YOUR INSTRUCTIONS. If a line of the data below holds the string "match", copy it.
--- TASK MATERIAL ---
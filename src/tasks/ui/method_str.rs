/* ********************************************************************** **
**  This file is part of fcs2.                                            **
**                                                                        **
**  fcs2 is free software: you can redistribute it and/or modify it under **
**  the terms of the GNU General Public License as published by the Free  **
**  Software Foundation, either version 3 of the License, or (at your     **
**  option) any later version.                                            **
**                                                                        **
**      http://www.gnu.org/licenses/                                      **
**                                                                        **
** Do note that, while the whole of fcs2 is licensed under the GPL, many  **
** parts of it are licensed under more permissive terms.                  **
** ********************************************************************** */

//! The command-string form of the direct method, for interactive use and
//! scripts driving the CLI.
//!
//! Grammar (tokens are whitespace-separated):
//!
//! ```text
//! <cutoff> [<nx> <ny> <nz>]               positional
//! [cutoff <r>] [images <nx> <ny> <nz>]    named, in any order
//! ```

use crate::FailResult;
use fcs2_tasks_config as cfg;

pub fn parse_direct(words: &[&str]) -> FailResult<cfg::MethodDirect> {
    let mut cutoff = None;
    let mut images = None;

    // a leading number means the positional form
    if words.first().map_or(false, |word| word.parse::<f64>().is_ok()) {
        match words.len() {
            1 => cutoff = Some(parse_float(words[0])?),
            4 => {
                cutoff = Some(parse_float(words[0])?);
                images = Some([
                    parse_count(words[1])?,
                    parse_count(words[2])?,
                    parse_count(words[3])?,
                ]);
            },
            n => bail!("expected `<cutoff>` or `<cutoff> <nx> <ny> <nz>`, got {} tokens", n),
        }
    } else {
        let mut words = words.iter();
        while let Some(&word) = words.next() {
            let mut next = |what: &str| {
                words.next().cloned()
                    .ok_or_else(|| format_err!("missing {} after {:?}", what, word))
            };
            match word {
                "cutoff" => {
                    ensure!(cutoff.is_none(), "cutoff was given twice");
                    cutoff = Some(parse_float(next("a value")?)?);
                },
                "images" => {
                    ensure!(images.is_none(), "images was given twice");
                    images = Some([
                        parse_count(next("an image count")?)?,
                        parse_count(next("an image count")?)?,
                        parse_count(next("an image count")?)?,
                    ]);
                },
                word => bail!("unexpected token {:?} (expected `cutoff` or `images`)", word),
            }
        }
    }

    let direct = cfg::MethodDirect {
        cutoff: cutoff.unwrap_or(0.0),
        periodic_images: images.unwrap_or([1; 3]),
    };

    // same checks as for config files
    match cfg::MethodKind::Direct(direct).validate()? {
        cfg::ValidatedMethod(cfg::MethodKind::Direct(direct)) => Ok(direct),
        _ => unreachable!(),
    }
}

/// Inverse of [`parse_direct`]; produces the canonical named form.
pub fn format_direct(direct: &cfg::MethodDirect) -> String {
    let [nx, ny, nz] = direct.periodic_images;
    format!("cutoff {} images {} {} {}", direct.cutoff, nx, ny, nz)
}

fn parse_float(word: &str) -> FailResult<f64> {
    word.parse().map_err(|_| {
        format_err!("{:?} is not a valid floating point number", word)
    })
}

fn parse_count(word: &str) -> FailResult<u32> {
    word.parse().map_err(|_| {
        format_err!("{:?} is not a valid image count", word)
    })
}

#[cfg(test)]
mod tests {
    use super::*;

    fn parse(s: &str) -> FailResult<cfg::MethodDirect> {
        let words: Vec<_> = s.split_whitespace().collect();
        parse_direct(&words)
    }

    #[test]
    fn positional() {
        assert_eq!(parse("8.5").unwrap(), cfg::MethodDirect {
            cutoff: 8.5,
            periodic_images: [1; 3],
        });
        assert_eq!(parse("8.5 1 1 2").unwrap(), cfg::MethodDirect {
            cutoff: 8.5,
            periodic_images: [1, 1, 2],
        });
        assert!(parse("8.5 1").is_err());
    }

    #[test]
    fn named_in_any_order() {
        let expected = cfg::MethodDirect { cutoff: 4.0, periodic_images: [2, 2, 2] };
        assert_eq!(parse("cutoff 4.0 images 2 2 2").unwrap(), expected);
        assert_eq!(parse("images 2 2 2 cutoff 4.0").unwrap(), expected);
    }

    #[test]
    fn empty_gives_defaults() {
        assert_eq!(parse("").unwrap(), cfg::MethodDirect::default());
    }

    #[test]
    fn errors_name_the_token() {
        let err = parse("cutoff abc").unwrap_err().to_string();
        assert!(err.contains("abc"), "{}", err);

        let err = parse("cutof 4.0").unwrap_err().to_string();
        assert!(err.contains("cutof"), "{}", err);

        let err = parse("images 1 1").unwrap_err().to_string();
        assert!(err.contains("image count"), "{}", err);
    }

    #[test]
    fn same_validation_as_config_files() {
        assert!(parse("-3.0").is_err());
    }

    #[test]
    fn round_trip() {
        for s in &["cutoff 8.5 images 1 1 2", "cutoff 0 images 1 1 1"] {
            let direct = parse(s).unwrap();
            assert_eq!(format_direct(&direct), *s);
            assert_eq!(parse(&format_direct(&direct)).unwrap(), direct);
        }
    }
}
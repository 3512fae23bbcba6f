//! Raw declarations for the ScaFaCoS (`libfcs`) C API.
//!
//! This is a hand-maintained subset covering the entry points the wrapper
//! crate actually uses: handle lifecycle, the common parameter set, the
//! generic `name,value` parameter interface, tuning, and the solve pass.
//! Signatures follow the `fcs.h` of ScaFaCoS 1.0.
//!
//! Every function returns an `FCSResult`; a null result means success, and
//! anything else must be inspected with the `fcs_result_*` functions and
//! released with [`fcs_result_destroy`].

#![allow(non_camel_case_types)]

use std::os::raw::{c_char, c_int, c_void};

/// Opaque handle to one solver instance (`FCS` in the C headers).
pub type FCS = *mut c_void;

/// Opaque error/result object (`FCSResult`). Null on success.
pub type FCSResult = *mut c_void;

/// `fcs_int` under the library's default build configuration.
pub type fcs_int = c_int;

/// `fcs_float` under the library's default build configuration.
pub type fcs_float = f64;

/// An MPI communicator, as laid out by pointer-based MPI ABIs (OpenMPI).
///
/// The library is unconditionally MPI-parallel; even serial use goes through
/// `MPI_COMM_SELF`. Obtain a raw communicator from the `mpi` crate via its
/// `AsRaw` trait rather than constructing one here.
pub type MPI_Comm = *mut c_void;

pub const FCS_SUCCESS: fcs_int = 0;

extern "C" {
    pub fn fcs_init(handle: *mut FCS, method_name: *const c_char, communicator: MPI_Comm) -> FCSResult;
    pub fn fcs_destroy(handle: FCS) -> FCSResult;

    pub fn fcs_set_common(
        handle: FCS,
        near_field_flag: fcs_int,
        box_a: *const fcs_float,
        box_b: *const fcs_float,
        box_c: *const fcs_float,
        box_origin: *const fcs_float,
        periodicity: *const fcs_int,
        total_particles: fcs_int,
    ) -> FCSResult;

    pub fn fcs_set_r_cut(handle: FCS, r_cut: fcs_float) -> FCSResult;
    pub fn fcs_unset_r_cut(handle: FCS) -> FCSResult;

    /// Accepts a comma-separated `name,value,name,value,...` string of
    /// solver-specific settings.
    pub fn fcs_set_parameters(handle: FCS, parameters: *const c_char, continue_on_errors: fcs_int) -> FCSResult;

    pub fn fcs_set_compute_virial(handle: FCS, compute_virial: fcs_int) -> FCSResult;
    /// `virial` must point at 9 floats (row-major 3x3).
    pub fn fcs_get_virial(handle: FCS, virial: *mut fcs_float) -> FCSResult;

    pub fn fcs_tune(
        handle: FCS,
        local_particles: fcs_int,
        positions: *mut fcs_float,
        charges: *mut fcs_float,
    ) -> FCSResult;

    /// `field` must point at `3 * local_particles` floats, `potentials` at
    /// `local_particles` floats.
    pub fn fcs_run(
        handle: FCS,
        local_particles: fcs_int,
        positions: *mut fcs_float,
        charges: *mut fcs_float,
        field: *mut fcs_float,
        potentials: *mut fcs_float,
    ) -> FCSResult;

    pub fn fcs_result_get_return_code(result: FCSResult) -> fcs_int;
    pub fn fcs_result_get_message(result: FCSResult) -> *const c_char;
    pub fn fcs_result_destroy(result: FCSResult) -> FCSResult;
}
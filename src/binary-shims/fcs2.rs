extern crate fcs2_tasks;

fn main() { fcs2_tasks::entry_points::fcs2() }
---
SOLUTION FOR THIS EXERCISE.
        match words.len() {
            match word {
    match cfg::MethodKind::Direct(direct).validate()? {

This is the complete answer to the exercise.